Idea: Incomplete/Partial Structs (& other algebraic types)

Would it be possible to add into the type system a representation of structs where some of their fields are inaccessible for some reason: there is an outstanding reference, its value was moved out, it was never initialized, or similar?

I imagine this would be a sizeable project, touching many parts of the Rust compiler. If this seems like a feasible approach, I can try to find a professor that would be willing to let me work on this for my Master's thesis.

The general idea is that an incomplete struct has the same memory layout as the full structure, but the inaccessible fields are uninitialized memory. Some efficient way will be provided to consume an incomplete struct and make a new full structure using the same memory; hopefully through normal compiler optimizations instead of special functions. It is illegal to construct an incomplete version of a structure that implements Drop.

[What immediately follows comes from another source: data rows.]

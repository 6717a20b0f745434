// navball_sim/src/simulation/core/prng.rs

use bevy::prelude::Resource;
use rand_chacha::ChaCha8Rng;

/// A newtype wrapper around `ChaCha8Rng` to make it a Bevy Resource.
/// Every bit of simulated sensor noise is drawn from this one generator.
#[derive(Resource)]
pub struct SimulationRng(pub ChaCha8Rng);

A reference (mutable or not) to an incomplete structure, however, is statically prevented from accessing any of the other fields. This allows for functions that only need access to some of the struct's fields to operate safely on partially-initialized structs. It can also be used for an API that allows immutable references to one field at the same time as mutations to another.

One sticking point with the previous splitting-borrow proposals has been their interactions with traits. With this sort of splitting being inherently field-based, they could not be used in traits, which don't interact with fields. With this proposal, it should be possible to define a trait impl for a partial structure. This way, the type designer has the option to make two traits that are disjoint, so that mutable references to the two traits can coexist.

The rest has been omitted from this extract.